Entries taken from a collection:
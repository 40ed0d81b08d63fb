//! Payment service: charge a pending order and read its payment back.

use std::sync::Arc;

use serde::{Deserialize, Serialize};
use tracing::debug;
use ts_rs::TS;

use shop_core::Principal;

use crate::error::ApiResult;
use crate::views::PaymentView;
use crate::AppState;

/// Card details submitted at checkout. Only the last four digits are kept.
#[derive(Clone, Serialize, Deserialize, TS)]
#[serde(rename_all = "camelCase")]
#[ts(export)]
pub struct PaymentInput {
    pub card_number: String,
    pub card_brand: String,
}

impl std::fmt::Debug for PaymentInput {
    fn fmt(&self, f: &mut std::fmt::Formatter<'_>) -> std::fmt::Result {
        f.debug_struct("PaymentInput")
            .field("card_number", &"<redacted>")
            .field("card_brand", &self.card_brand)
            .finish()
    }
}

pub struct PaymentService {
    state: Arc<AppState>,
}

impl PaymentService {
    pub fn new(state: Arc<AppState>) -> Self {
        PaymentService { state }
    }

    /// Pays a PENDING order; owner or admin only.
    pub async fn process_payment(
        &self,
        order_id: &str,
        input: PaymentInput,
        caller: &Principal,
    ) -> ApiResult<PaymentView> {
        debug!(order_id = %order_id, brand = %input.card_brand, "process_payment");

        let payment = self
            .state
            .db
            .payments()
            .process_payment(order_id, &input.card_number, &input.card_brand, caller)
            .await?;

        Ok(PaymentView::from(&payment))
    }

    pub async fn get_payment(&self, order_id: &str, caller: &Principal) -> ApiResult<PaymentView> {
        debug!(order_id = %order_id, "get_payment");

        let payment = self.state.db.payments().get_by_order(order_id, caller).await?;
        Ok(PaymentView::from(&payment))
    }
}
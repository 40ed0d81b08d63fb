//! # Database Pool Management
//!
//! Connection pool creation and configuration for SQLite.
//!
//! ## Architecture
//! ```text
//! ┌─────────────────────────────────────────────────────────────────────────┐
//! │                      Database Connection Pool                           │
//! │                                                                         │
//! │  shop-api startup                                                      │
//! │       │                                                                 │
//! │       ▼                                                                 │
//! │  DbConfig::new(path) ← pool settings, busy + transaction timeouts      │
//! │       │                                                                 │
//! │       ▼                                                                 │
//! │  Database::new(config).await ← Create pool + run migrations            │
//! │       │                                                                 │
//! │       ▼                                                                 │
//! │  ┌─────────────────────────────────────────┐                           │
//! │  │            SqlitePool                    │                           │
//! │  │  ┌─────┐ ┌─────┐ ┌─────┐ ┌─────┐       │                           │
//! │  │  │Conn1│ │Conn2│ │Conn3│ │Conn4│ ...   │  (max_connections)        │
//! │  │  └─────┘ └─────┘ └─────┘ └─────┘       │                           │
//! │  └─────────────────────────────────────────┘                           │
//! │       │                                                                 │
//! │       ▼                                                                 │
//! │  place_order ──► one transaction on Conn1                              │
//! │  place_order ──► one transaction on Conn2 (waits for the write lock)   │
//! │  get_order   ──► Conn3 (WAL: readers never wait on writers)            │
//! │                                                                         │
//! └─────────────────────────────────────────────────────────────────────────┘
//! ```
//!
//! ## WAL Mode
//! SQLite WAL (Write-Ahead Logging) mode is enabled for:
//! - Readers don't block writers
//! - Writers don't block readers
//! - Better crash recovery
//!
//! Writers still serialize. Engine transactions open with `BEGIN IMMEDIATE`,
//! so the write lock is taken before the first read and `busy_timeout` makes
//! a second writer queue for it. A deferred `BEGIN` would read a snapshot
//! first and then fail with BUSY when upgrading past a newer commit.

use sqlx::sqlite::{SqliteConnectOptions, SqliteJournalMode, SqlitePoolOptions, SqliteSynchronous};
use sqlx::SqlitePool;
use std::future::Future;
use std::path::PathBuf;
use std::str::FromStr;
use std::time::Duration;
use tracing::{debug, info, warn};

use crate::error::{DbError, DbResult};
use crate::migrations;
use crate::repository::coupon::CouponRepository;
use crate::repository::order::OrderRepository;
use crate::repository::payment::PaymentRepository;
use crate::repository::product::ProductRepository;
use crate::repository::user::UserRepository;

// =============================================================================
// Configuration
// =============================================================================

/// Database configuration.
///
/// ## Example
/// ```rust,ignore
/// let config = DbConfig::new("/var/lib/shop/shop.db")
///     .max_connections(8)
///     .transaction_timeout(Duration::from_secs(5));
/// ```
#[derive(Debug, Clone)]
pub struct DbConfig {
    /// Path to the SQLite database file.
    pub database_path: PathBuf,

    /// Maximum number of connections in the pool.
    /// Default: 5
    pub max_connections: u32,

    /// Minimum number of connections to keep alive.
    /// Default: 1
    pub min_connections: u32,

    /// How long to wait for a pooled connection.
    /// Default: 30 seconds
    pub connect_timeout: Duration,

    /// Idle timeout before closing a connection. `None` keeps it open.
    /// Default: 10 minutes
    pub idle_timeout: Option<Duration>,

    /// How long SQLite waits on a locked database before reporting busy.
    /// Default: 5 seconds
    pub busy_timeout: Duration,

    /// Upper bound for a single engine transaction (order placement,
    /// payment). Expiry rolls the transaction back.
    /// Default: 10 seconds
    pub transaction_timeout: Duration,

    /// Whether to run migrations on connect.
    /// Default: true
    pub run_migrations: bool,

    in_memory: bool,
}

impl DbConfig {
    /// Creates a new database configuration with the given path.
    ///
    /// The file is created if it doesn't exist.
    pub fn new(path: impl Into<PathBuf>) -> Self {
        DbConfig {
            database_path: path.into(),
            max_connections: 5,
            min_connections: 1,
            connect_timeout: Duration::from_secs(30),
            idle_timeout: Some(Duration::from_secs(600)),
            busy_timeout: Duration::from_secs(5),
            transaction_timeout: Duration::from_secs(10),
            run_migrations: true,
            in_memory: false,
        }
    }

    /// Sets the maximum number of connections.
    pub fn max_connections(mut self, max: u32) -> Self {
        self.max_connections = max;
        self
    }

    /// Sets the minimum number of connections.
    pub fn min_connections(mut self, min: u32) -> Self {
        self.min_connections = min;
        self
    }

    /// Sets the connection timeout.
    pub fn connect_timeout(mut self, timeout: Duration) -> Self {
        self.connect_timeout = timeout;
        self
    }

    /// Sets the SQLite busy timeout.
    pub fn busy_timeout(mut self, timeout: Duration) -> Self {
        self.busy_timeout = timeout;
        self
    }

    /// Sets the per-transaction time bound.
    pub fn transaction_timeout(mut self, timeout: Duration) -> Self {
        self.transaction_timeout = timeout;
        self
    }

    /// Sets whether to run migrations on connect.
    pub fn run_migrations(mut self, run: bool) -> Self {
        self.run_migrations = run;
        self
    }

    /// Creates an in-memory database configuration (for testing).
    ///
    /// A single connection is kept for the pool's whole life; closing it
    /// would drop the database.
    ///
    /// ## Usage
    /// ```rust,ignore
    /// let db = Database::new(DbConfig::in_memory()).await?;
    /// ```
    pub fn in_memory() -> Self {
        DbConfig {
            database_path: PathBuf::from(":memory:"),
            max_connections: 1,
            min_connections: 1,
            connect_timeout: Duration::from_secs(5),
            idle_timeout: None,
            busy_timeout: Duration::from_secs(5),
            transaction_timeout: Duration::from_secs(10),
            run_migrations: true,
            in_memory: true,
        }
    }

    pub fn is_in_memory(&self) -> bool {
        self.in_memory
    }

    fn connect_options(&self) -> DbResult<SqliteConnectOptions> {
        let options = if self.in_memory {
            SqliteConnectOptions::from_str("sqlite::memory:")
        } else {
            // sqlite://path creates file if not exists
            SqliteConnectOptions::from_str(&format!(
                "sqlite://{}?mode=rwc",
                self.database_path.display()
            ))
        }
        .map_err(|e| DbError::ConnectionFailed(e.to_string()))?;

        Ok(options
            .journal_mode(SqliteJournalMode::Wal)
            .synchronous(SqliteSynchronous::Normal)
            // SQLite has them disabled by default
            .foreign_keys(true)
            .busy_timeout(self.busy_timeout)
            .create_if_missing(true))
    }
}

// =============================================================================
// Database
// =============================================================================

/// Main database handle providing repository access.
///
/// Cheap to clone; every clone shares the same pool.
///
/// ## Usage
/// ```rust,ignore
/// let order = db.orders().place_order(request).await?;
/// let payment = db.payments().process_payment(&order.id, card, "VISA", &caller).await?;
/// ```
#[derive(Debug, Clone)]
pub struct Database {
    pool: SqlitePool,
    transaction_timeout: Duration,
}

impl Database {
    /// Creates a new database connection pool.
    ///
    /// ## What This Does
    /// 1. Creates the database file if it doesn't exist
    /// 2. Configures SQLite: WAL, NORMAL synchronous, foreign keys, busy timeout
    /// 3. Creates the connection pool
    /// 4. Runs migrations (if enabled)
    pub async fn new(config: DbConfig) -> DbResult<Self> {
        info!(
            path = %config.database_path.display(),
            "Initializing database connection"
        );

        let connect_options = config.connect_options()?;
        debug!("Connection options configured");

        let mut pool_options = SqlitePoolOptions::new()
            .max_connections(config.max_connections)
            .min_connections(config.min_connections)
            .acquire_timeout(config.connect_timeout)
            .idle_timeout(config.idle_timeout);

        if config.in_memory {
            pool_options = pool_options.max_lifetime(None);
        }

        let pool = pool_options
            .connect_with(connect_options)
            .await
            .map_err(|e| DbError::ConnectionFailed(e.to_string()))?;

        info!(
            max_connections = config.max_connections,
            transaction_timeout_ms = config.transaction_timeout.as_millis() as u64,
            "Database pool created"
        );

        let db = Database {
            pool,
            transaction_timeout: config.transaction_timeout,
        };

        if config.run_migrations {
            db.run_migrations().await?;
        }

        Ok(db)
    }

    /// Runs database migrations.
    ///
    /// Idempotent: applied migrations are tracked in `_sqlx_migrations`.
    pub async fn run_migrations(&self) -> DbResult<()> {
        info!("Running database migrations");
        migrations::run_migrations(&self.pool).await?;
        info!("Migrations complete");
        Ok(())
    }

    /// Returns `(total, applied)` migration counts.
    pub async fn migration_status(&self) -> DbResult<(usize, usize)> {
        migrations::migration_status(&self.pool).await
    }

    /// Returns a reference to the connection pool.
    ///
    /// Prefer repository methods when available.
    pub fn pool(&self) -> &SqlitePool {
        &self.pool
    }

    pub fn users(&self) -> UserRepository {
        UserRepository::new(self.pool.clone())
    }

    /// Catalog Store.
    pub fn products(&self) -> ProductRepository {
        ProductRepository::new(self.pool.clone())
    }

    /// Coupon Store.
    pub fn coupons(&self) -> CouponRepository {
        CouponRepository::new(self.pool.clone())
    }

    /// Order Engine.
    pub fn orders(&self) -> OrderRepository {
        OrderRepository::new(self.pool.clone(), self.transaction_timeout)
    }

    /// Payment Engine.
    pub fn payments(&self) -> PaymentRepository {
        PaymentRepository::new(self.pool.clone(), self.transaction_timeout)
    }

    /// Closes the database connection pool.
    ///
    /// After calling close, all repository operations will fail.
    pub async fn close(&self) {
        info!("Closing database connection pool");
        self.pool.close().await;
    }

    /// Checks if the database is healthy (can execute queries).
    pub async fn health_check(&self) -> bool {
        sqlx::query("SELECT 1").execute(&self.pool).await.is_ok()
    }
}

// =============================================================================
// Transaction Bounds
// =============================================================================

/// Runs one transaction body under `limit`.
///
/// On expiry the body's future is dropped, which drops its open
/// `sqlx::Transaction` and rolls it back. The caller sees a retryable
/// [`DbError::Timeout`].
pub(crate) async fn bounded<T, F>(operation: &'static str, limit: Duration, body: F) -> DbResult<T>
where
    F: Future<Output = DbResult<T>>,
{
    match tokio::time::timeout(limit, body).await {
        Ok(result) => result,
        Err(_) => {
            let after_ms = limit.as_millis() as u64;
            warn!(operation, after_ms, "Transaction timed out and was rolled back");
            Err(DbError::Timeout {
                operation: operation.to_string(),
                after_ms,
            })
        }
    }
}

// =============================================================================
// Unit Tests
// =============================================================================
//! # Order Repository (Order Engine)
//!
//! Places orders and reads them back.
//!
//! ## Order Placement
//! ```text
//! ┌─────────────────────────────────────────────────────────────────────────┐
//! │                  place_order: ONE transaction                           │
//! │                                                                         │
//! │  0. validate cart shape + addresses           (before BEGIN)           │
//! │  1. user exists and is ACTIVE                                          │
//! │  2. resolve every product                     ProductNotFound          │
//! │  3. price lines, check active + stock         ProductInactive,         │
//! │                                               InsufficientStock        │
//! │  4. decrement stock (compare-and-decrement)   InsufficientStock        │
//! │  5. coupon: resolve + evaluate                InvalidCoupon,           │
//! │                                               CouponRejected           │
//! │  6. total = max(0, subtotal - discount)                                │
//! │  7. INSERT order + items                                               │
//! │  8. INSERT redemption (guarded by limit)      RedemptionLimitReached   │
//! │  COMMIT                                                                │
//! │                                                                         │
//! │  Any error → transaction dropped → ROLLBACK. Nothing is half-written.  │
//! │  The whole thing runs under DbConfig::transaction_timeout.             │
//! └─────────────────────────────────────────────────────────────────────────┘
//! ```

use chrono::Utc;
use sqlx::{SqliteConnection, SqlitePool};
use std::time::Duration;
use tracing::{debug, info, warn};
use uuid::Uuid;

use super::coupon::{count_redemptions, fetch_by_code, record_redemption};
use super::product::{decrement_stock_on, fetch_product};
use super::user::fetch_user;
use crate::error::{DbError, DbResult};
use crate::pool::bounded;
use shop_core::coupon::{evaluate, normalize_code, RedemptionContext};
use shop_core::pricing::{price_cart, validate_cart};
use shop_core::validation::validate_address;
use shop_core::{CartLine, CoreError, Order, OrderItem, OrderStatus};

const ORDER_SELECT: &str = r#"
    SELECT
        o.id, o.user_id, o.status,
        o.subtotal_cents, o.discount_cents, o.total_amount_cents,
        o.coupon_id, c.code AS coupon_code,
        o.shipping_address, o.billing_address,
        o.created_at, o.updated_at
    FROM orders o
    LEFT JOIN coupons c ON c.id = o.coupon_id
"#;

/// Everything needed to place an order for an already-authenticated user.
#[derive(Debug, Clone)]
pub struct PlaceOrderRequest {
    pub user_id: String,
    pub lines: Vec<CartLine>,
    pub coupon_code: Option<String>,
    pub shipping_address: Option<String>,
    pub billing_address: Option<String>,
}

/// Repository for order database operations.
#[derive(Debug, Clone)]
pub struct OrderRepository {
    pool: SqlitePool,
    transaction_timeout: Duration,
}

impl OrderRepository {
    pub fn new(pool: SqlitePool, transaction_timeout: Duration) -> Self {
        OrderRepository {
            pool,
            transaction_timeout,
        }
    }

    /// Places an order atomically and returns it with its items.
    pub async fn place_order(&self, request: PlaceOrderRequest) -> DbResult<Order> {
        validate_cart(&request.lines)?;
        let shipping = validate_address("shipping address", request.shipping_address.as_deref())?;
        let billing = validate_address("billing address", request.billing_address.as_deref())?;
        let coupon_code = request
            .coupon_code
            .as_deref()
            .map(normalize_code)
            .filter(|code| !code.is_empty());

        debug!(
            user_id = %request.user_id,
            lines = request.lines.len(),
            coupon = ?coupon_code,
            "Placing order"
        );

        let result = bounded(
            "place_order",
            self.transaction_timeout,
            self.place_order_tx(&request, coupon_code.as_deref(), shipping, billing),
        )
        .await;

        match &result {
            Ok(order) => info!(
                order_id = %order.id,
                user_id = %order.user_id,
                items = order.items.len(),
                total = %order.total_amount(),
                coupon = ?order.coupon_code,
                "Order placed"
            ),
            Err(DbError::Domain(err)) => {
                warn!(user_id = %request.user_id, error = %err, "Order rejected")
            }
            Err(_) => {}
        }

        result
    }

    async fn place_order_tx(
        &self,
        request: &PlaceOrderRequest,
        coupon_code: Option<&str>,
        shipping_address: Option<String>,
        billing_address: Option<String>,
    ) -> DbResult<Order> {
        let mut tx = self.pool.begin_with("BEGIN IMMEDIATE").await?;
        let now = Utc::now();

        // 1. Customer
        let user = fetch_user(&mut tx, &request.user_id)
            .await?
            .ok_or_else(|| CoreError::UserNotFound(request.user_id.clone()))?;
        if !user.is_active() {
            return Err(CoreError::UserNotActive {
                user_id: user.id,
                status: user.status.as_str().to_string(),
            }
            .into());
        }

        // 2. Products, in cart order
        let mut resolved = Vec::with_capacity(request.lines.len());
        for line in &request.lines {
            let product = fetch_product(&mut tx, &line.product_id)
                .await?
                .ok_or_else(|| CoreError::ProductNotFound(line.product_id.clone()))?;
            resolved.push((product, line.quantity));
        }

        // 3. Snapshot prices
        let priced = price_cart(&resolved)?;

        // 4. Reserve stock
        for line in &priced.lines {
            decrement_stock_on(&mut tx, &line.product_id, line.quantity, now).await?;
        }

        // 5-6. Coupon and total
        let applied = match coupon_code {
            Some(code) => {
                let coupon = fetch_by_code(&mut tx, code)
                    .await?
                    .ok_or_else(|| CoreError::InvalidCoupon(code.to_string()))?;
                let ctx = RedemptionContext {
                    prior_orders: count_orders_on(&mut tx, &user.id).await?,
                    redemptions: count_redemptions(&mut tx, &coupon.id).await?,
                };
                let discount = evaluate(&coupon, ctx, priced.subtotal, now)?;
                Some((coupon, discount))
            }
            None => None,
        };
        let discount = applied.as_ref().map(|(_, discount)| *discount);
        let total = priced.total_with(discount);

        // 7. Order and items
        let order_id = Uuid::new_v4().to_string();
        sqlx::query(
            r#"
            INSERT INTO orders (
                id, user_id, status, subtotal_cents, discount_cents, total_amount_cents,
                coupon_id, shipping_address, billing_address, created_at, updated_at
            ) VALUES (?1, ?2, ?3, ?4, ?5, ?6, ?7, ?8, ?9, ?10, ?11)
            "#,
        )
        .bind(&order_id)
        .bind(&user.id)
        .bind(OrderStatus::Pending)
        .bind(priced.subtotal.cents())
        .bind(discount.unwrap_or_default().cents())
        .bind(total.cents())
        .bind(applied.as_ref().map(|(coupon, _)| coupon.id.clone()))
        .bind(&shipping_address)
        .bind(&billing_address)
        .bind(now)
        .bind(now)
        .execute(&mut *tx)
        .await?;

        let mut items = Vec::with_capacity(priced.lines.len());
        for (line_no, line) in priced.lines.iter().enumerate() {
            let item = OrderItem {
                id: Uuid::new_v4().to_string(),
                order_id: order_id.clone(),
                line_no: line_no as i64,
                product_id: line.product_id.clone(),
                product_name: line.product_name.clone(),
                quantity: line.quantity,
                unit_price_cents: line.unit_price.cents(),
                total_price_cents: line.total_price.cents(),
                created_at: now,
            };

            sqlx::query(
                r#"
                INSERT INTO order_items (
                    id, order_id, line_no, product_id, product_name,
                    quantity, unit_price_cents, total_price_cents, created_at
                ) VALUES (?1, ?2, ?3, ?4, ?5, ?6, ?7, ?8, ?9)
                "#,
            )
            .bind(&item.id)
            .bind(&item.order_id)
            .bind(item.line_no)
            .bind(&item.product_id)
            .bind(&item.product_name)
            .bind(item.quantity)
            .bind(item.unit_price_cents)
            .bind(item.total_price_cents)
            .bind(item.created_at)
            .execute(&mut *tx)
            .await?;

            items.push(item);
        }

        // 8. Spend the coupon
        if let Some((coupon, _)) = &applied {
            record_redemption(&mut tx, coupon, &user.id, &order_id, now).await?;
        }

        tx.commit().await?;

        Ok(Order {
            id: order_id,
            user_id: user.id,
            status: OrderStatus::Pending,
            subtotal_cents: priced.subtotal.cents(),
            discount_cents: discount.map(|d| d.cents()).unwrap_or(0),
            total_amount_cents: total.cents(),
            coupon_id: applied.as_ref().map(|(coupon, _)| coupon.id.clone()),
            coupon_code: applied.map(|(coupon, _)| coupon.code),
            shipping_address,
            billing_address,
            created_at: now,
            updated_at: now,
            items,
        })
    }

    /// Loads an order with its items, in cart order.
    pub async fn get_with_items(&self, order_id: &str) -> DbResult<Option<Order>> {
        let mut conn = self.pool.acquire().await?;

        let Some(mut order) = fetch_order(&mut conn, order_id).await? else {
            return Ok(None);
        };
        order.items = fetch_items(&mut conn, order_id).await?;

        Ok(Some(order))
    }

    /// Orders of one user, newest first, each with its items.
    pub async fn list_for_user(&self, user_id: &str) -> DbResult<Vec<Order>> {
        let mut conn = self.pool.acquire().await?;

        let mut orders = sqlx::query_as::<_, Order>(&format!(
            "{ORDER_SELECT} WHERE o.user_id = ?1 ORDER BY o.created_at DESC, o.rowid DESC"
        ))
        .bind(user_id)
        .fetch_all(&mut *conn)
        .await?;

        for order in &mut orders {
            order.items = fetch_items(&mut conn, &order.id).await?;
        }

        Ok(orders)
    }

    /// Number of orders a user has placed, any status.
    pub async fn count_for_user(&self, user_id: &str) -> DbResult<i64> {
        let mut conn = self.pool.acquire().await?;
        count_orders_on(&mut conn, user_id).await
    }

    /// Administrative status change along the order state machine.
    ///
    /// `PENDING → PAID` is not reachable here; only payment does that.
    pub async fn update_status(&self, order_id: &str, next: OrderStatus) -> DbResult<Order> {
        bounded("update_order_status", self.transaction_timeout, async {
            let mut tx = self.pool.begin_with("BEGIN IMMEDIATE").await?;

            let current: Option<OrderStatus> =
                sqlx::query_scalar("SELECT status FROM orders WHERE id = ?1")
                    .bind(order_id)
                    .fetch_optional(&mut *tx)
                    .await?;
            let current = current.ok_or_else(|| CoreError::OrderNotFound(order_id.to_string()))?;

            current.check_transition(next)?;

            let result = sqlx::query(
                "UPDATE orders SET status = ?3, updated_at = ?4 WHERE id = ?1 AND status = ?2",
            )
            .bind(order_id)
            .bind(current)
            .bind(next)
            .bind(Utc::now())
            .execute(&mut *tx)
            .await?;

            if result.rows_affected() == 0 {
                return Err(CoreError::InvalidStatusTransition {
                    from: current.to_string(),
                    to: next.to_string(),
                }
                .into());
            }

            tx.commit().await?;

            info!(order_id = %order_id, from = %current, to = %next, "Order status changed");
            Ok::<(), DbError>(())
        })
        .await?;

        self.get_with_items(order_id)
            .await?
            .ok_or_else(|| CoreError::OrderNotFound(order_id.to_string()).into())
    }
}

/// Loads an order header (no items) on an existing connection.
pub(crate) async fn fetch_order(conn: &mut SqliteConnection, order_id: &str) -> DbResult<Option<Order>> {
    let order = sqlx::query_as::<_, Order>(&format!("{ORDER_SELECT} WHERE o.id = ?1"))
        .bind(order_id)
        .fetch_optional(conn)
        .await?;

    Ok(order)
}

async fn fetch_items(conn: &mut SqliteConnection, order_id: &str) -> DbResult<Vec<OrderItem>> {
    let items = sqlx::query_as::<_, OrderItem>(
        r#"
        SELECT
            id, order_id, line_no, product_id, product_name,
            quantity, unit_price_cents, total_price_cents, created_at
        FROM order_items
        WHERE order_id = ?1
        ORDER BY line_no
        "#,
    )
    .bind(order_id)
    .fetch_all(conn)
    .await?;

    Ok(items)
}

async fn count_orders_on(conn: &mut SqliteConnection, user_id: &str) -> DbResult<i64> {
    let count: i64 = sqlx::query_scalar("SELECT COUNT(*) FROM orders WHERE user_id = ?1")
        .bind(user_id)
        .fetch_one(conn)
        .await?;

    Ok(count)
}

// =============================================================================
// Unit Tests
// =============================================================================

Task goal: Copy only the entries from the first line to the line with "fn fmt(&self, f: &mut", each exactly as it appears.

Answer section:
repository 40ed0d81b08d63fb
//! Payment service: charge a pending order and read its payment back.

use std::sync::Arc;

use serde::{Deserialize, Serialize};
use tracing::debug;
use ts_rs::TS;

use shop_core::Principal;

use crate::error::ApiResult;
use crate::views::PaymentView;
use crate::AppState;

/// Card details submitted at checkout. Only the last four digits are kept.
#[derive(Clone, Serialize, Deserialize, TS)]
#[serde(rename_all = "camelCase")]
#[ts(export)]
pub struct PaymentInput {
    pub card_number: String,
    pub card_brand: String,
}

impl std::fmt::Debug for PaymentInput {
    fn fmt(&self, f: &mut std::fmt::Formatter<'_>) -> std::fmt::Result {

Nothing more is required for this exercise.